I hated being a lone parent, OP, if that helps. I had five kids, their dad started out he was going to take them all, then disappeared to the other end of the country and hardly saw them at all, never paid a penny. There were days when I contemplated strapping them all (aged between 2-9) into the car and driving us all into the nearest reservoir. There was no time, no sleep (one ADHD, one non-diagnosed but 'difficult') and they were, basically, feral.
At times I would quite cheerfully have given them, never mind to their father, but to any passing person who expressed an interest in having them. It was hell. But gradually, gradually, as they got older, started to occupy themselves more, had friends and I could get some sleep, it got easier. Four went off to university, they are all now very well employed and happy and I have a great relationship with them. Their dad - not so much, they see him when he can be bothered but his behaviour towards them is ...erratic, and he seems to see them as a way of making money somehow. He has still never paid back the CMS and is now retired.

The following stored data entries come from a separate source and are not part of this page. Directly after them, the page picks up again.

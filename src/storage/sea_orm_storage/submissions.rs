//! 提交存储操作

use std::collections::HashMap;

use super::SeaOrmStorage;
use crate::entity::grades::{Column as GradeColumn, Entity as Grades};
use crate::entity::submissions::{ActiveModel, Column, Entity as Submissions};
use crate::entity::users::{Column as UserColumn, Entity as Users};
use crate::errors::{GradebookError, Result};
use crate::models::reports::SubmissionRecord;
use crate::models::submissions::{Submission, SubmissionContent, SubmissionStatus};
use sea_orm::sea_query::{Expr, ExprTrait, OnConflict};
use sea_orm::{
    ColumnTrait, Condition, DatabaseTransaction, EntityTrait, QueryFilter, QueryOrder, Set,
    TransactionTrait,
};

impl SeaOrmStorage {
    /// 插入或覆盖提交
    ///
    /// 以 (assignment_id, student_id) 唯一索引做 upsert，并发重复提交只会留下最后一次写入。
    /// 已评分的提交不允许覆盖。
    pub async fn upsert_submission_impl(
        &self,
        assignment_id: i64,
        student_id: i64,
        content: SubmissionContent,
        submitted_at: chrono::DateTime<chrono::Utc>,
    ) -> Result<(Submission, bool)> {
        let attachments = serde_json::to_string(&content.attachments)?;

        let txn = self
            .db
            .begin()
            .await
            .map_err(|e| GradebookError::transaction(format!("开启提交事务失败: {e}")))?;

        let result = upsert_in_txn(
            &txn,
            assignment_id,
            student_id,
            content.submission_text,
            attachments,
            submitted_at.timestamp(),
        )
        .await;

        match result {
            Ok(outcome) => {
                txn.commit()
                    .await
                    .map_err(|e| GradebookError::transaction(format!("提交事务失败: {e}")))?;
                Ok(outcome)
            }
            Err(e) => {
                let _ = txn.rollback().await;
                Err(e)
            }
        }
    }

    /// 通过 ID 获取提交
    pub async fn get_submission_by_id_impl(&self, id: i64) -> Result<Option<Submission>> {
        let result = Submissions::find_by_id(id)
            .one(&self.db)
            .await
            .map_err(|e| GradebookError::database_operation(format!("查询提交失败: {e}")))?;

        Ok(result.map(|m| m.into_submission()))
    }

    /// 列出作业的全部提交，附带成绩、学生资料与评分人姓名
    pub async fn list_submission_records_impl(
        &self,
        assignment_id: i64,
    ) -> Result<Vec<SubmissionRecord>> {
        let rows = Submissions::find()
            .filter(Column::AssignmentId.eq(assignment_id))
            .order_by_asc(Column::SubmittedAt)
            .order_by_asc(Column::Id)
            .find_also_related(Users)
            .all(&self.db)
            .await
            .map_err(|e| GradebookError::database_operation(format!("查询提交列表失败: {e}")))?;

        let mut grades: HashMap<i64, _> = Grades::find()
            .filter(GradeColumn::AssignmentId.eq(assignment_id))
            .all(&self.db)
            .await
            .map_err(|e| GradebookError::database_operation(format!("查询成绩列表失败: {e}")))?
            .into_iter()
            .map(|g| (g.submission_id, g.into_grade()))
            .collect();

        let mut grader_ids: Vec<i64> = grades.values().map(|g| g.grader_id).collect();
        grader_ids.sort_unstable();
        grader_ids.dedup();

        let grader_names: HashMap<i64, String> = if grader_ids.is_empty() {
            HashMap::new()
        } else {
            Users::find()
                .filter(UserColumn::Id.is_in(grader_ids))
                .all(&self.db)
                .await
                .map_err(|e| {
                    GradebookError::database_operation(format!("查询评分人失败: {e}"))
                })?
                .into_iter()
                .map(|u| {
                    let user = u.into_user();
                    (user.id, user.name().to_string())
                })
                .collect()
        };

        Ok(rows
            .into_iter()
            .filter_map(|(submission, student)| {
                let student = student?.into_enrolled_student();
                let grade = grades.remove(&submission.id);
                let grader_name = grade
                    .as_ref()
                    .and_then(|g| grader_names.get(&g.grader_id).cloned());
                Some(SubmissionRecord {
                    submission: submission.into_submission(),
                    student,
                    grade,
                    grader_name,
                })
            })
            .collect())
    }
}

async fn upsert_in_txn(
    txn: &DatabaseTransaction,
    assignment_id: i64,
    student_id: i64,
    submission_text: Option<String>,
    attachments: String,
    submitted_at: i64,
) -> Result<(Submission, bool)> {
    let key = Condition::all()
        .add(Column::AssignmentId.eq(assignment_id))
        .add(Column::StudentId.eq(student_id));

    let existing = Submissions::find()
        .filter(key.clone())
        .one(txn)
        .await
        .map_err(|e| GradebookError::database_operation(format!("查询提交失败: {e}")))?;

    if existing
        .as_ref()
        .is_some_and(|s| s.status == SubmissionStatus::Graded.to_string())
    {
        return Err(GradebookError::submission_already_graded(
            "该作业已评分，不能重新提交",
        ));
    }

    let model = ActiveModel {
        assignment_id: Set(assignment_id),
        student_id: Set(student_id),
        submission_text: Set(submission_text),
        attachments: Set(Some(attachments)),
        status: Set(SubmissionStatus::Submitted.to_string()),
        submitted_at: Set(submitted_at),
        graded_at: Set(None),
        updated_at: Set(submitted_at),
        ..Default::default()
    };

    // 查询与写入之间可能有评分提交，冲突更新只作用于未评分的行
    if write_submission(txn, model).await? == 0 {
        return Err(GradebookError::submission_already_graded(
            "该作业已评分，不能重新提交",
        ));
    }

    let saved = Submissions::find()
        .filter(key)
        .one(txn)
        .await
        .map_err(|e| GradebookError::database_operation(format!("查询提交失败: {e}")))?
        .ok_or_else(|| GradebookError::database_operation("保存提交后未能读取记录"))?;

    Ok((saved.into_submission(), existing.is_some()))
}

/// 按 (assignment_id, student_id) 插入或覆盖提交，已评分的行保持不变，返回受影响行数
async fn write_submission(txn: &DatabaseTransaction, model: ActiveModel) -> Result<u64> {
    Submissions::insert(model)
        .on_conflict(
            OnConflict::columns([Column::AssignmentId, Column::StudentId])
                .update_columns([
                    Column::SubmissionText,
                    Column::Attachments,
                    Column::SubmittedAt,
                    Column::UpdatedAt,
                ])
                .action_and_where(
                    Expr::col((Submissions, Column::Status))
                        .eq(SubmissionStatus::Submitted.to_string()),
                )
                .to_owned(),
        )
        .exec_without_returning(txn)
        .await
        .map_err(|e| GradebookError::database_operation(format!("保存提交失败: {e}")))
}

You are tired, OP. And it is hard. But you know you wouldn't ever hand your child over, you just need a break. I'm not going to suggest what people suggested to me about 'having a weekend away' or anything because that's usually impractical, but if you can carve yourself just a few minutes out of each day to do something you truly enjoy - knit, read a book, have a swim, watch Loose Women - things will start to improve. They really will.